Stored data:
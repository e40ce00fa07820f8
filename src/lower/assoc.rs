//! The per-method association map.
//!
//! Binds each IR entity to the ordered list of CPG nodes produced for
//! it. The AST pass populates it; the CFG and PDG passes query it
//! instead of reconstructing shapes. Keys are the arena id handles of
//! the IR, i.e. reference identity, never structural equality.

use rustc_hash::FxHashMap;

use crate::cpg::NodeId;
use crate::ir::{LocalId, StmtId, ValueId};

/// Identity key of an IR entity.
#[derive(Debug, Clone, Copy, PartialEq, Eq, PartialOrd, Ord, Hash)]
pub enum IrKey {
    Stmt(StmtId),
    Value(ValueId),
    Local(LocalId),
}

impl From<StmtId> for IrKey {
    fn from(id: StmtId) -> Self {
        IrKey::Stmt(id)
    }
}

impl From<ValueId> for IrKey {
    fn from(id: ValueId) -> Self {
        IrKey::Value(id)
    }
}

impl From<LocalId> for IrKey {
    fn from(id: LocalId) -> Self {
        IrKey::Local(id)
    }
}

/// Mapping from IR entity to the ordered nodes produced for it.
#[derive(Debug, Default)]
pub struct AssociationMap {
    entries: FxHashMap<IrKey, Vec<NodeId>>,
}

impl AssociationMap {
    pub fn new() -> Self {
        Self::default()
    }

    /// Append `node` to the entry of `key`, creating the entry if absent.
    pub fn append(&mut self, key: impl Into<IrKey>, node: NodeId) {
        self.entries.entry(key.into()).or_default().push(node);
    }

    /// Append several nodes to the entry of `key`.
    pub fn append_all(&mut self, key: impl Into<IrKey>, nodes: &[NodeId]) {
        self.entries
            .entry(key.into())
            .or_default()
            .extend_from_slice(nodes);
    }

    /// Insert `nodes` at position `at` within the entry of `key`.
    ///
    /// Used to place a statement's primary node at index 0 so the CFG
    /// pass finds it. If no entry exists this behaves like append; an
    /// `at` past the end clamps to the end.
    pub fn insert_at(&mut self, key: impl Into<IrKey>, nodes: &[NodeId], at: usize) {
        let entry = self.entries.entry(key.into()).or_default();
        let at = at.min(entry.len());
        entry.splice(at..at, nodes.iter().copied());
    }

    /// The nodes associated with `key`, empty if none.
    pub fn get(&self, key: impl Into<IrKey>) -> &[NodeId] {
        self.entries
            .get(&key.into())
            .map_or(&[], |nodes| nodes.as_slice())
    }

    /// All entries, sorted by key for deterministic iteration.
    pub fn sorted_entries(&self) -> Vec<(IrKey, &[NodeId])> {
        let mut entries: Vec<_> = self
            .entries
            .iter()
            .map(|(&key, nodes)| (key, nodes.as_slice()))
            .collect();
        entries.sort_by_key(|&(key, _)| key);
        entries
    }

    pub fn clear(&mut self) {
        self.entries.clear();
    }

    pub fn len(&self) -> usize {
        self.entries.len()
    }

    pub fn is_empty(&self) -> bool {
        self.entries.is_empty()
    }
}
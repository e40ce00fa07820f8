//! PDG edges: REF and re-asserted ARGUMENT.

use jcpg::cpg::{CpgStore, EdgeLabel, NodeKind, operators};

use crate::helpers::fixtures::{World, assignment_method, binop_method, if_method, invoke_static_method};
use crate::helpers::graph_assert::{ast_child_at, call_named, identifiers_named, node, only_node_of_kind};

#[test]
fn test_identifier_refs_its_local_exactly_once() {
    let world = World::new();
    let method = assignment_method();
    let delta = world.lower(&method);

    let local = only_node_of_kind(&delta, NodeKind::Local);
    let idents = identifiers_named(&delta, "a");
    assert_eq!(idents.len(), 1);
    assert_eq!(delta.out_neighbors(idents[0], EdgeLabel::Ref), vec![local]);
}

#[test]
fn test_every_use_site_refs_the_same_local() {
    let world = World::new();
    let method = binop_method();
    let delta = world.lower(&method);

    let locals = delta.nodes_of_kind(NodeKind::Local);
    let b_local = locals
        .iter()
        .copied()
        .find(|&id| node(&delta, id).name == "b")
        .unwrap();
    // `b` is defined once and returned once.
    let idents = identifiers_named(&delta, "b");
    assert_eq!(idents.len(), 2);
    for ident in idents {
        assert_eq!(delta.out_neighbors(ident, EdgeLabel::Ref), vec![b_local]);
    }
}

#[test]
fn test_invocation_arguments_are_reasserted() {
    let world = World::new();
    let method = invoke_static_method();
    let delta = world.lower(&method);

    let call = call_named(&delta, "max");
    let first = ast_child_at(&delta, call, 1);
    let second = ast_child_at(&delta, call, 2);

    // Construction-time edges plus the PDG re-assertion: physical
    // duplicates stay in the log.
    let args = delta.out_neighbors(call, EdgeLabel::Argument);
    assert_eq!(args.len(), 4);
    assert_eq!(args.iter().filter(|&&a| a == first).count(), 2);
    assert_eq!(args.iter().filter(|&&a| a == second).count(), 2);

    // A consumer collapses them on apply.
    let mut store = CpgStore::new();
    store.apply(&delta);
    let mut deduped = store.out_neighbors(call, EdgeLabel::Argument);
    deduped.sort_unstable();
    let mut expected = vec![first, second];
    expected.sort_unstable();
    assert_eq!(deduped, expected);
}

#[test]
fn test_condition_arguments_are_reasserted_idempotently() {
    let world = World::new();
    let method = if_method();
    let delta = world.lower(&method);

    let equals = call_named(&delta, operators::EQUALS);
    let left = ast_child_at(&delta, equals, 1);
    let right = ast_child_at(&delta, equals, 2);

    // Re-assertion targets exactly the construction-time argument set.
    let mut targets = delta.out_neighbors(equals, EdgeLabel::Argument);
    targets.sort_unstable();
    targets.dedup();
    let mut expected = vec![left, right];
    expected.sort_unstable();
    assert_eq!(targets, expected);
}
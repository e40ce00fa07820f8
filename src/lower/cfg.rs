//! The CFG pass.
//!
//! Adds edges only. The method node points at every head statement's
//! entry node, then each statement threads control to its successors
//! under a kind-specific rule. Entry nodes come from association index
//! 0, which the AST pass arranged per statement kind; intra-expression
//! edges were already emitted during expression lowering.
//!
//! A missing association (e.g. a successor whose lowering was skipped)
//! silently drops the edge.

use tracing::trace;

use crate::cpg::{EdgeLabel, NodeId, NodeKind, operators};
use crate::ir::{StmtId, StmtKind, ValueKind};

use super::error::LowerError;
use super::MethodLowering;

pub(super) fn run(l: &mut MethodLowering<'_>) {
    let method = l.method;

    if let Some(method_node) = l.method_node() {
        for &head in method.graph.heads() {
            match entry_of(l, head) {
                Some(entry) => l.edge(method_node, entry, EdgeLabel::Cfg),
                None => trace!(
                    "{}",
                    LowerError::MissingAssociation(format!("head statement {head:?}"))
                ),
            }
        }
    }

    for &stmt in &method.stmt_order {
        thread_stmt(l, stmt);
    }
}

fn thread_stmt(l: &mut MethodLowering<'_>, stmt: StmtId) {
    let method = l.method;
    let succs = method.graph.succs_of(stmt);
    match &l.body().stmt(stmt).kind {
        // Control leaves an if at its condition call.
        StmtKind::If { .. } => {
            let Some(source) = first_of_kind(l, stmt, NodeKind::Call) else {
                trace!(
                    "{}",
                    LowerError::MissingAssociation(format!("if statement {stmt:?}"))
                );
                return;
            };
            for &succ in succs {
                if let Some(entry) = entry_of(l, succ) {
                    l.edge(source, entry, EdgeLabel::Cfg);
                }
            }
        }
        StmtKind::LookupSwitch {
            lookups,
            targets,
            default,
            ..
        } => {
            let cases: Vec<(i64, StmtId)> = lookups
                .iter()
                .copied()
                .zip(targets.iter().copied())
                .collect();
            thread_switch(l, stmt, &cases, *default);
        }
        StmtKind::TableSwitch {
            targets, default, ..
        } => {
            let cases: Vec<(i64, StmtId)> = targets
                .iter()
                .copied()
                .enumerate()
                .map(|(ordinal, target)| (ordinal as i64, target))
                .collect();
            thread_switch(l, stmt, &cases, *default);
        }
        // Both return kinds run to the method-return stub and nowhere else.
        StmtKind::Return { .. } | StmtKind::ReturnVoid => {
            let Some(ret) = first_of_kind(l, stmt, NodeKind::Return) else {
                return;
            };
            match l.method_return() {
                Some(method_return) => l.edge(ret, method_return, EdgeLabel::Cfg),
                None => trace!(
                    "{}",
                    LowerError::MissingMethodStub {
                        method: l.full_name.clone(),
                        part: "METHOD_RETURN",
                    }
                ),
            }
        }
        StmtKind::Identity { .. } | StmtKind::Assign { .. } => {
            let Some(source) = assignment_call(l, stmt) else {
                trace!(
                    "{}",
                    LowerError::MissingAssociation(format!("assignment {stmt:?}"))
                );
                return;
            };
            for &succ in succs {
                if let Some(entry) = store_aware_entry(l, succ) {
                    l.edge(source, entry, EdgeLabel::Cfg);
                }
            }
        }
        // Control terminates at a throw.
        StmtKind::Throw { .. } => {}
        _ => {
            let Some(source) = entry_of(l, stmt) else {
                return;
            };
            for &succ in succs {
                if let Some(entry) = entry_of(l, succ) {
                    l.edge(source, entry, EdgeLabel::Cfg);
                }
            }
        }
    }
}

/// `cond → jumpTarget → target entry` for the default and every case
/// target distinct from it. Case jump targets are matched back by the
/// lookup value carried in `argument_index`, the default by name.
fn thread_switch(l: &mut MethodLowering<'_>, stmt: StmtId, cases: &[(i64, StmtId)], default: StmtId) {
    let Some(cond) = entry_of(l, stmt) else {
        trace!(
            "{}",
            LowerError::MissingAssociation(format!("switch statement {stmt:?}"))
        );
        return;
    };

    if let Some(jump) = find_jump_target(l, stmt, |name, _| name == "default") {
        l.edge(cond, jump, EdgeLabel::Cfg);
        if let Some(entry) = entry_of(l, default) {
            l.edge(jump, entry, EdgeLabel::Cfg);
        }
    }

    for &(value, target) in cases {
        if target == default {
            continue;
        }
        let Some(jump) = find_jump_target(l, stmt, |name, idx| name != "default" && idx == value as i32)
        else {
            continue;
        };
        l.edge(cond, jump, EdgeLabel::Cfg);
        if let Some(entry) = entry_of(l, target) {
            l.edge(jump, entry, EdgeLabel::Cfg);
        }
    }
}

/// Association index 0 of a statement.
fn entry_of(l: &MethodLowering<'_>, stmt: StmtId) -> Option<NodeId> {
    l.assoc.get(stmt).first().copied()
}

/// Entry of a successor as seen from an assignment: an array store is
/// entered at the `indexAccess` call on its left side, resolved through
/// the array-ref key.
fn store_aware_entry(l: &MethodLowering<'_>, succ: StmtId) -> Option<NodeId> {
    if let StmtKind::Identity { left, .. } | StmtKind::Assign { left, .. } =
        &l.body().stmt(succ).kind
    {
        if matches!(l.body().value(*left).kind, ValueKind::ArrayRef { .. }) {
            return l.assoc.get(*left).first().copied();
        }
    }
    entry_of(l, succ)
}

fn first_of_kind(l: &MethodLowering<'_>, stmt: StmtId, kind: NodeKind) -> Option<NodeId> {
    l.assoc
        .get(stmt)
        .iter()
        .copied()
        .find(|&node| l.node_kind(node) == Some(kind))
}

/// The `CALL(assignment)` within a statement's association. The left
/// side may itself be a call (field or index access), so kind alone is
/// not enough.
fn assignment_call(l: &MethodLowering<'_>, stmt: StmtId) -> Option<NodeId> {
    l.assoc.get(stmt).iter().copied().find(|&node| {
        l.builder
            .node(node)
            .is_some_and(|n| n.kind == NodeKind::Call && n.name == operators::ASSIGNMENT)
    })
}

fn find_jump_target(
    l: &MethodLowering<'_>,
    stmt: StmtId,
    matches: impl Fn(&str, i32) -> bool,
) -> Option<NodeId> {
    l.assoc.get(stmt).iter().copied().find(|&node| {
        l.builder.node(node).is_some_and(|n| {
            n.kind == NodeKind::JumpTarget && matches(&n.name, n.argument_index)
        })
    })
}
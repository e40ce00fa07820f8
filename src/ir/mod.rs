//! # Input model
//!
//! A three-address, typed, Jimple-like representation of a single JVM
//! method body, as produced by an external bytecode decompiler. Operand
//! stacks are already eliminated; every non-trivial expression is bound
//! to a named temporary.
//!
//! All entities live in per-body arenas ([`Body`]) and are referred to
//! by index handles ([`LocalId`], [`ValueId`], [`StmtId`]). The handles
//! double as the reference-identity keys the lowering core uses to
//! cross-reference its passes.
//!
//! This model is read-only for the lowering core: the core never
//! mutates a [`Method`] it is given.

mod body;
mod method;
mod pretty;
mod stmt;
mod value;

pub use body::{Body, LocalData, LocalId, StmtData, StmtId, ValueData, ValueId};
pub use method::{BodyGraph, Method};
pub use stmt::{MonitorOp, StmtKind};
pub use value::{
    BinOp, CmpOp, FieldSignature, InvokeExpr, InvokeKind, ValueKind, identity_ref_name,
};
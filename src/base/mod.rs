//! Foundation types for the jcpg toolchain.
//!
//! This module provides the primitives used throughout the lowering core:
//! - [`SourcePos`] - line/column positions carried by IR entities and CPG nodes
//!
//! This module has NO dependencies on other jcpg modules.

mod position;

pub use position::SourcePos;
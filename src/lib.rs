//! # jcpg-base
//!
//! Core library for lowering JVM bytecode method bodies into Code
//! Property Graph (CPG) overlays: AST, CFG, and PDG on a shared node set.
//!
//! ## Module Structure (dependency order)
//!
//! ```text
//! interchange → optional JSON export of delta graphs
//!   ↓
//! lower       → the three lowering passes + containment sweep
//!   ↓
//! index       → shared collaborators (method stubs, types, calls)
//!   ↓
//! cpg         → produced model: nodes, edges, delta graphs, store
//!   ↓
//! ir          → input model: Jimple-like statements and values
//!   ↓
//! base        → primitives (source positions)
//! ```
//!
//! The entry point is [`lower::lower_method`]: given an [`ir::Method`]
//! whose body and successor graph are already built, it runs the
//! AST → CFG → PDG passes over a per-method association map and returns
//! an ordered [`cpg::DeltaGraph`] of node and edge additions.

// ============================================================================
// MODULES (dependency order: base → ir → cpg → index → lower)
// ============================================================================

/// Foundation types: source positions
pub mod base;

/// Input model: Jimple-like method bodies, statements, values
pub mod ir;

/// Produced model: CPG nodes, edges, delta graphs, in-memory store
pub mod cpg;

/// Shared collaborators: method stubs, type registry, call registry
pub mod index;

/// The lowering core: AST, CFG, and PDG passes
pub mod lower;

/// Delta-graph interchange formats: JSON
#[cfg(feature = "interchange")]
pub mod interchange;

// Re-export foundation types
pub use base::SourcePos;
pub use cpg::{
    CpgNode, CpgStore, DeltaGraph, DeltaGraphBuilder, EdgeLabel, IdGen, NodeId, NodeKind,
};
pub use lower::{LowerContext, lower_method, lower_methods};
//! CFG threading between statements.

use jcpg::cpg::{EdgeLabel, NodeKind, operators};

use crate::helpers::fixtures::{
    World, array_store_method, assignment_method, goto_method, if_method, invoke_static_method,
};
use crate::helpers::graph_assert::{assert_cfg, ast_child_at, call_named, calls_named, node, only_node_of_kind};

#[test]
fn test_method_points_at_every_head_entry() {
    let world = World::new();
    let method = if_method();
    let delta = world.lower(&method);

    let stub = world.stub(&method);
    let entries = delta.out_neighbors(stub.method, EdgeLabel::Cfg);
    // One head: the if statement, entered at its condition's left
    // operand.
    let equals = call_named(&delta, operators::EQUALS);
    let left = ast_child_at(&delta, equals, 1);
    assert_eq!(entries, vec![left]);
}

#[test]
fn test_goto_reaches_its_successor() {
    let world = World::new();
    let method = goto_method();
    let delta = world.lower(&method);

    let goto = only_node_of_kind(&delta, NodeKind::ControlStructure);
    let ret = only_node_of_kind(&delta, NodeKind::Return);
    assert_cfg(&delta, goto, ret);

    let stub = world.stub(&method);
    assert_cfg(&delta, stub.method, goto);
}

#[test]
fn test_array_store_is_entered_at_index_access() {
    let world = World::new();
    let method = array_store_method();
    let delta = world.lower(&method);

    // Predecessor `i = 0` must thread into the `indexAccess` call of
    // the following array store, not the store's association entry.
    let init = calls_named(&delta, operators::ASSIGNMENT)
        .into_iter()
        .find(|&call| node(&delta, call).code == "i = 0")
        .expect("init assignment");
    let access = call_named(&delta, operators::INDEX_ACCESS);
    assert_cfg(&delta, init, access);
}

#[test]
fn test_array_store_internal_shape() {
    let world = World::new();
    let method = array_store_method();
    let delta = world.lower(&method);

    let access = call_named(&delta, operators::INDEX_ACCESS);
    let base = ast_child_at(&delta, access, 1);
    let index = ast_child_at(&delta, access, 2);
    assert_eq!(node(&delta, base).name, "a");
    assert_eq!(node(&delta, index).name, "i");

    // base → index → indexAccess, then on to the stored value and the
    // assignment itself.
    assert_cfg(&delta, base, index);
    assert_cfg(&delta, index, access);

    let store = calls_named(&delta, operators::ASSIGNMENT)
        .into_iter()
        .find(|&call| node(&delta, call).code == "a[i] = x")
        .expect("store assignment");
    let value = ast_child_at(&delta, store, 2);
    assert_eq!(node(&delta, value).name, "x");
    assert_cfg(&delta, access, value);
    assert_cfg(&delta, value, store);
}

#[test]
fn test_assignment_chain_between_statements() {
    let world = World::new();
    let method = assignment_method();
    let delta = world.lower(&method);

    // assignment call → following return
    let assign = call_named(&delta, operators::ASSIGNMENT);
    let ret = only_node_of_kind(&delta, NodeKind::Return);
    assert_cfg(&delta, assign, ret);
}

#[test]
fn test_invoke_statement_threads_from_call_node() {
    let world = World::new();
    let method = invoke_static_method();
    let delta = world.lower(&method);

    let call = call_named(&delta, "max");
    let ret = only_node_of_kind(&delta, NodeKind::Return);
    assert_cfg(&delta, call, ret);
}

#### [Problem to solve]
The lines above starting at the one that contains "if let Some(jump)" and ending at the one that contains "array store is" must be transcribed exactly, and no other lines may appear.

#### [Task solution]
    if let Some(jump) = find_jump_target(l, stmt, |name, _| name == "default") {
        l.edge(cond, jump, EdgeLabel::Cfg);
        if let Some(entry) = entry_of(l, default) {
            l.edge(jump, entry, EdgeLabel::Cfg);
        }
    }

    for &(value, target) in cases {
        if target == default {
            continue;
        }
        let Some(jump) = find_jump_target(l, stmt, |name, idx| name != "default" && idx == value as i32)
        else {
            continue;
        };
        l.edge(cond, jump, EdgeLabel::Cfg);
        if let Some(entry) = entry_of(l, target) {
            l.edge(jump, entry, EdgeLabel::Cfg);
        }
    }
}

/// Association index 0 of a statement.
fn entry_of(l: &MethodLowering<'_>, stmt: StmtId) -> Option<NodeId> {
    l.assoc.get(stmt).first().copied()
}

/// Entry of a successor as seen from an assignment: an array store is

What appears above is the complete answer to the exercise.